School years are not one calender year but 5 years. So kids can learn at their
own pace and have time to educate themselves rather than cram for tests. This
is not to say that we should lower standards. We can still have the same
metrics as we have right now but make it five years instead of one year per
grade.

There can be 2-3 supervising teachers at the school house for doubts tutoring
etc..But older kids also teach the younger kids. The key is to keep the
overall class sizes small and have enough diversity wrt age.
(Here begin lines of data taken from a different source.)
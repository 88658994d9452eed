#![forbid(unsafe_code)]

use std::collections::BTreeMap;

/// Badge entry that marks the channel owner.
pub const BROADCASTER_BADGE: &str = "broadcaster/1";
/// Badge entry that marks a VIP.
pub const VIP_BADGE: &str = "vip/1";

/// Typed value of a single tag.
#[derive(Debug, Clone, PartialEq, Eq)]
#[cfg_attr(feature = "serde", derive(serde::Serialize, serde::Deserialize))]
#[cfg_attr(feature = "serde", serde(untagged))]
pub enum TagValue {
	Int(i64),
	Bool(bool),
	Text(String),
	List(Vec<String>),
	/// Segment had no `=`.
	Missing,
}

impl TagValue {
	pub fn as_str(&self) -> Option<&str> {
		match self {
			Self::Text(s) => Some(s),
			_ => None,
		}
	}

	pub fn as_int(&self) -> Option<i64> {
		match self {
			Self::Int(v) => Some(*v),
			_ => None,
		}
	}

	pub fn as_bool(&self) -> Option<bool> {
		match self {
			Self::Bool(v) => Some(*v),
			_ => None,
		}
	}

	pub fn as_list(&self) -> Option<&[String]> {
		match self {
			Self::List(v) => Some(v),
			_ => None,
		}
	}
}

/// Tags with a coercion rule.
#[derive(Debug, Clone, Copy, PartialEq, Eq)]
pub enum KnownTag {
	Bits,
	TmiSentTs,
	Badges,
	Mod,
	Subscriber,
	Turbo,
	FirstMsg,
}

impl KnownTag {
	/// Look up a camel-cased key.
	pub fn from_key(key: &str) -> Option<Self> {
		match key {
			"bits" => Some(Self::Bits),
			"tmiSentTs" => Some(Self::TmiSentTs),
			"badges" => Some(Self::Badges),
			"mod" => Some(Self::Mod),
			"subscriber" => Some(Self::Subscriber),
			"turbo" => Some(Self::Turbo),
			"firstMsg" => Some(Self::FirstMsg),
			_ => None,
		}
	}

	/// Coerce a raw value. Integers that fail to parse stay as text.
	pub fn coerce(self, raw: &str) -> TagValue {
		match self {
			Self::Bits | Self::TmiSentTs => match raw.parse::<i64>() {
				Ok(v) => TagValue::Int(v),
				Err(_) => TagValue::Text(raw.to_string()),
			},
			Self::Badges => TagValue::List(raw.split(',').map(str::to_string).collect()),
			Self::Mod | Self::Subscriber | Self::Turbo | Self::FirstMsg => TagValue::Bool(raw == "1"),
		}
	}
}

/// Decoded tag block.
#[derive(Debug, Clone, Default, PartialEq, Eq)]
#[cfg_attr(feature = "serde", derive(serde::Serialize, serde::Deserialize))]
pub struct Tags {
	pub values: BTreeMap<String, TagValue>,

	/// `None` when there is no badge list.
	pub broadcaster: Option<bool>,

	/// `None` when there is no badge list.
	pub vip: Option<bool>,
}

impl Tags {
	pub fn get(&self, key: &str) -> Option<&TagValue> {
		self.values.get(key)
	}

	pub fn contains(&self, key: &str) -> bool {
		self.values.contains_key(key)
	}

	pub fn text(&self, key: &str) -> Option<&str> {
		self.get(key).and_then(TagValue::as_str)
	}

	pub fn int(&self, key: &str) -> Option<i64> {
		self.get(key).and_then(TagValue::as_int)
	}

	pub fn bool(&self, key: &str) -> Option<bool> {
		self.get(key).and_then(TagValue::as_bool)
	}

	pub fn list(&self, key: &str) -> Option<&[String]> {
		self.get(key).and_then(TagValue::as_list)
	}

	pub fn badges(&self) -> Option<&[String]> {
		self.list("badges")
	}
}

/// Convert a hyphenated tag name to camel form.
///
/// `-id` collapses to `ID`; any other `-x` collapses to `X`.
pub fn camel_key(name: &str) -> String {
	let mut out = String::with_capacity(name.len());
	let mut rest = name;

	while let Some(pos) = rest.find('-') {
		out.push_str(&rest[..pos]);
		let after = &rest[pos + 1..];

		if let Some(tail) = after.strip_prefix("id") {
			out.push_str("ID");
			rest = tail;
			continue;
		}

		let mut chars = after.chars();
		match chars.next() {
			Some(c) if c.is_ascii_alphanumeric() || c == '_' => {
				out.extend(c.to_uppercase());
				rest = chars.as_str();
			}
			_ => {
				out.push('-');
				rest = after;
			}
		}
	}

	out.push_str(rest);
	out
}

/// Decode a tag block (without the leading `@`).
pub fn parse_tags(block: &str) -> Tags {
	let mut values = BTreeMap::new();

	for segment in block.split(';') {
		let (name, raw) = match segment.split_once('=') {
			Some((name, raw)) => (name, Some(raw)),
			None => (segment, None),
		};

		let key = camel_key(name);
		let value = match raw {
			None => TagValue::Missing,
			Some(raw) => match KnownTag::from_key(&key) {
				Some(known) => known.coerce(raw),
				None => TagValue::Text(raw.to_string()),
			},
		};
		values.insert(key, value);
	}

	let badges = values.get("badges").and_then(TagValue::as_list);
	let broadcaster = badges.map(|b| b.iter().any(|v| v == BROADCASTER_BADGE));
	let vip = badges.map(|b| b.iter().any(|v| v == VIP_BADGE));

	Tags {
		values,
		broadcaster,
		vip,
	}
}

#[cfg(test)]
mod tests {
	use super::*;

	#[test]
	fn camel_key_handles_id_and_single_chars() {
		assert_eq!(camel_key("tmi-sent-ts"), "tmiSentTs");
		assert_eq!(camel_key("msg-id"), "msgID");
		assert_eq!(camel_key("custom-reward-id"), "customRewardID");
		assert_eq!(camel_key("reply-parent-msg-id"), "replyParentMsgID");
		assert_eq!(camel_key("first-msg"), "firstMsg");
		assert_eq!(camel_key("client-nonce"), "clientNonce");
		assert_eq!(camel_key("badges"), "badges");
	}

	#[test]
	fn camel_key_keeps_trailing_hyphen() {
		assert_eq!(camel_key("odd-"), "odd-");
	}

	#[test]
	fn known_keys_are_coerced() {
		let tags = parse_tags("bits=5;mod=1;subscriber=0;turbo=1;first-msg=0;tmi-sent-ts=1000");
		assert_eq!(tags.int("bits"), Some(5));
		assert_eq!(tags.bool("mod"), Some(true));
		assert_eq!(tags.bool("subscriber"), Some(false));
		assert_eq!(tags.bool("turbo"), Some(true));
		assert_eq!(tags.bool("firstMsg"), Some(false));
		assert_eq!(tags.int("tmiSentTs"), Some(1000));
	}

	#[test]
	fn badges_derive_flags() {
		let tags = parse_tags("badges=broadcaster/1,vip/1");
		assert_eq!(
			tags.badges(),
			Some(&["broadcaster/1".to_string(), "vip/1".to_string()][..])
		);
		assert_eq!(tags.broadcaster, Some(true));
		assert_eq!(tags.vip, Some(true));

		let tags = parse_tags("badges=subscriber/12");
		assert_eq!(tags.broadcaster, Some(false));
		assert_eq!(tags.vip, Some(false));
	}

	#[test]
	fn flags_are_none_without_badges() {
		let tags = parse_tags("color=#FF0000;display-name=Someone");
		assert_eq!(tags.broadcaster, None);
		assert_eq!(tags.vip, None);
		assert_eq!(tags.text("displayName"), Some("Someone"));
	}

	#[test]
	fn malformed_segment_is_missing_not_fatal() {
		let tags = parse_tags("emote-only;room-id=42");
		assert_eq!(tags.get("emoteOnly"), Some(&TagValue::Missing));
		assert_eq!(tags.text("roomID"), Some("42"));
	}

	#[test]
	fn bad_integer_stays_text() {
		let tags = parse_tags("bits=lots");
		assert_eq!(tags.text("bits"), Some("lots"));
	}

	#[test]
	fn value_may_contain_equals() {
		let tags = parse_tags("system-msg=a=b");
		assert_eq!(tags.text("systemMsg"), Some("a=b"));
	}
}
I am fond of
250-300 sized groups.

Maybe kids visit the school house twice a week or have school trips or travel.
Children have to learn to be by themselves or with peers their age or kids
slightly older than them as mentors. The further adults get away from kids,
the better it is, IMO.

Child rearing is a full time job. This isn’t to say that parents don’t have a
job. In fact, I think most working parents globally are moonlighting multiple
jobs. Ones that pays and one that is child rearing. I blame feminism that said
that women can do it all. I also blame men who keep making the joint decision
to have children without considering resources.

Schools have become day care centers and nannies for kids. This isn’t an ideal
situation. Sooner we lose that notion, better it would be for the world.

------
megapode
Awful.

Seems like a perfect plan for dystopia.

Bubble cluster x3400b has annexed all bubbles in the pacifc region to firm a
super liberterian bubble.

Bubble z1200a had been euthanising gingers in order to create a pure and
perfect society.

Dunbar village 2430yy has voted against vaccination and euthanised 15 remote
citizens who woulf not comply wth devaccination.